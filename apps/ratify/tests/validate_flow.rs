use ratify::config::Effective;
use ratify::context::{ContextKind, RunContext};
use ratify::error::Result;
use ratify::models::{Severity, State};
use ratify::output;
use ratify::report::Report;
use ratify::runner::{CommandRunner, ExecutionResult, Invocation};
use ratify::validators;
use std::fs;
use std::io::Write;
use std::path::Path;
use std::sync::{Arc, Mutex};
use tempfile::tempdir;

type Script = dyn Fn(&Invocation) -> ExecutionResult + Send + Sync;

struct Scripted {
    script: Box<Script>,
    calls: Mutex<Vec<Invocation>>,
}

impl Scripted {
    fn new<F>(script: F) -> Arc<Self>
    where
        F: Fn(&Invocation) -> ExecutionResult + Send + Sync + 'static,
    {
        Arc::new(Scripted {
            script: Box::new(script),
            calls: Mutex::new(Vec::new()),
        })
    }

    fn programs(&self) -> Vec<String> {
        self.calls.lock().unwrap().iter().map(|c| c.program_name()).collect()
    }
}

impl CommandRunner for Scripted {
    fn run(&self, invocation: &Invocation) -> Result<ExecutionResult> {
        self.calls.lock().unwrap().push(invocation.clone());
        Ok((self.script)(invocation))
    }
}

#[derive(Clone, Default)]
struct Captured(Arc<Mutex<Vec<u8>>>);

impl Write for Captured {
    fn write(&mut self, buf: &[u8]) -> std::io::Result<usize> {
        self.0.lock().unwrap().extend_from_slice(buf);
        Ok(buf.len())
    }

    fn flush(&mut self) -> std::io::Result<()> {
        Ok(())
    }
}

fn write(root: &Path, rel: &str, body: &str) {
    let p = root.join(rel);
    fs::create_dir_all(p.parent().unwrap()).unwrap();
    fs::write(p, body).unwrap();
}

/// A small module with bundled tool stubs under `bin/`.
fn module(root: &Path) {
    write(root, "metadata.json", r#"{"name": "acme-ntp", "version": "1.0.0"}"#);
    write(root, "manifests/init.pp", "class ntp {}\n");
    write(root, "manifests/config.pp", "class ntp::config {}\n");
    write(root, "spec/fixtures/modules/stdlib/manifests/init.pp", "class stdlib {}\n");
    write(root, "data/common.yaml", "---\nntp::servers: []\n");
    write(root, "tasks/restart.json", r#"{"description": "Restart ntp"}"#);
    for tool in ["puppet", "puppet-lint", "metadata-json-lint"] {
        let p = root.join("bin").join(tool);
        write(root, &format!("bin/{}", tool), "#!/bin/sh\nexit 0\n");
        #[cfg(unix)]
        {
            use std::os::unix::fs::PermissionsExt;
            fs::set_permissions(&p, fs::Permissions::from_mode(0o755)).unwrap();
        }
    }
}

fn context(root: &Path, runner: Arc<Scripted>, targets: Vec<String>, parallel: bool) -> RunContext {
    let mut settings = Effective::defaults(root);
    settings.parallel = parallel;
    settings.threads = 2;
    RunContext::new(settings, runner)
        .unwrap()
        .with_targets(targets)
        .with_path_var(None)
}

fn clean_tools(inv: &Invocation) -> ExecutionResult {
    match inv.program_name().as_str() {
        "metadata-json-lint" => ExecutionResult::new(r#"{"errors":[],"warnings":[]}"#, "", 0),
        "puppet-lint" => ExecutionResult::new("[]", "", 0),
        _ => ExecutionResult::new("", "", 0),
    }
}

#[test]
fn puppet_group_ignores_fixtures_and_reports_lint_warnings() {
    let dir = tempdir().unwrap();
    module(dir.path());
    let runner = Scripted::new(|inv| match inv.program_name().as_str() {
        "puppet-lint" => ExecutionResult::new(
            r#"[[{"message":"class not documented","line":1,"column":1,"kind":"warning","check":"documentation","path":"manifests/config.pp"}]]"#,
            "",
            0,
        ),
        _ => ExecutionResult::new("", "", 0),
    });
    let ctx = Arc::new(context(dir.path(), runner.clone(), vec![], false));
    assert_eq!(ctx.kind, ContextKind::Module);

    let report = Report::new();
    let mut group = validators::select("puppet").unwrap().build(&ctx);
    assert_eq!(group.invoke(&report).unwrap(), 0);
    assert!(!report.has_failures());
    assert_eq!(runner.programs(), vec!["puppet", "puppet-lint"]);

    let syntax = report.events_for("puppet-syntax");
    assert_eq!(syntax.len(), 2);
    assert!(syntax.iter().all(|e| !e.file.starts_with("spec/fixtures")));

    let lint = report.events_for("puppet-lint");
    let warning = lint.iter().find(|e| e.file == "manifests/config.pp").unwrap();
    assert_eq!(warning.state, State::Passed);
    assert_eq!(warning.severity, Severity::Warning);
    assert!(lint
        .iter()
        .any(|e| e.file == "manifests/init.pp" && e.state == State::Passed));
}

#[test]
fn lint_error_with_clean_exit_fails_the_run() {
    let dir = tempdir().unwrap();
    module(dir.path());
    let runner = Scripted::new(|inv| match inv.program_name().as_str() {
        "puppet-lint" => ExecutionResult::new(
            r#"[{"message":"ensure found on line but it's not the first attribute","line":3,"column":5,"kind":"error","check":"ensure_first_param","path":"manifests/init.pp"}]"#,
            "",
            0,
        ),
        _ => ExecutionResult::new("", "", 0),
    });
    let ctx = Arc::new(context(dir.path(), runner, vec![], false));
    let report = Report::new();
    let mut group = validators::select("puppet").unwrap().build(&ctx);
    assert_eq!(group.invoke(&report).unwrap(), 1);
    assert!(report.has_failures());
}

#[test]
fn non_json_output_is_surfaced_and_fails_the_run() {
    let dir = tempdir().unwrap();
    module(dir.path());
    let runner = Scripted::new(|inv| match inv.program_name().as_str() {
        "puppet-lint" => ExecutionResult::new("/usr/lib/ruby: warning: something odd", "", 0),
        _ => ExecutionResult::new("", "", 0),
    });
    let channel = Captured::default();
    let ctx = Arc::new(
        context(dir.path(), runner, vec![], false).with_error_channel(Box::new(channel.clone())),
    );
    let report = Report::new();
    let mut lint = validators::select("puppet-lint").unwrap().build(&ctx);
    let code = lint.invoke(&report).unwrap();
    assert_ne!(code, 0);
    assert!(report.events_for("puppet-lint").is_empty());
    let raw = String::from_utf8(channel.0.lock().unwrap().clone()).unwrap();
    assert!(raw.contains("/usr/lib/ruby: warning: something odd"));
}

#[test]
fn aggregate_run_over_a_clean_module_renders_every_source() {
    let dir = tempdir().unwrap();
    module(dir.path());
    let runner = Scripted::new(clean_tools);
    let ctx = Arc::new(context(dir.path(), runner.clone(), vec![], true));
    let report = Report::new();
    let mut all = validators::all(ctx.kind).build(&ctx);
    assert_eq!(all.invoke(&report).unwrap(), 0);
    assert!(!report.has_failures());
    assert_eq!(report.sources().len(), 7);

    let mut xml = Vec::new();
    output::write_junit(&report, &mut xml).unwrap();
    let xml = String::from_utf8(xml).unwrap();
    assert_eq!(xml.matches("<testsuite ").count(), 7);
    assert!(xml.contains("<testsuite name=\"yaml-syntax\" tests=\"1\" failures=\"0\""));
}

#[test]
fn explicit_targets_are_partitioned() {
    let dir = tempdir().unwrap();
    module(dir.path());
    let runner = Scripted::new(clean_tools);
    let targets = vec![
        "manifests/init.pp".to_string(),
        "metadata.json".to_string(),
        "manifests/missing.pp".to_string(),
    ];
    let ctx = Arc::new(context(dir.path(), runner.clone(), targets, false));
    let report = Report::new();
    let mut syntax = validators::select("puppet-syntax").unwrap().build(&ctx);
    assert_eq!(syntax.invoke(&report).unwrap(), 1);

    let events = report.events_for("puppet-syntax");
    let state_of = |file: &str| events.iter().find(|e| e.file == file).map(|e| e.state);
    assert_eq!(state_of("manifests/init.pp"), Some(State::Passed));
    assert_eq!(state_of("metadata.json"), Some(State::Skipped));
    assert_eq!(state_of("manifests/missing.pp"), Some(State::Error));

    let calls = runner.calls.lock().unwrap();
    assert_eq!(calls.len(), 1);
    assert_eq!(calls[0].args.last().map(String::as_str), Some("manifests/init.pp"));
}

# # # #

_Description of the task_
Go through the material and copy every line in which the word "validators" occurs.

_Output of the exercise_
use ratify::validators;
    let mut group = validators::select("puppet").unwrap().build(&ctx);
    let mut group = validators::select("puppet").unwrap().build(&ctx);
    let mut lint = validators::select("puppet-lint").unwrap().build(&ctx);
    let mut all = validators::all(ctx.kind).build(&ctx);
    let mut syntax = validators::select("puppet-syntax").unwrap().build(&ctx);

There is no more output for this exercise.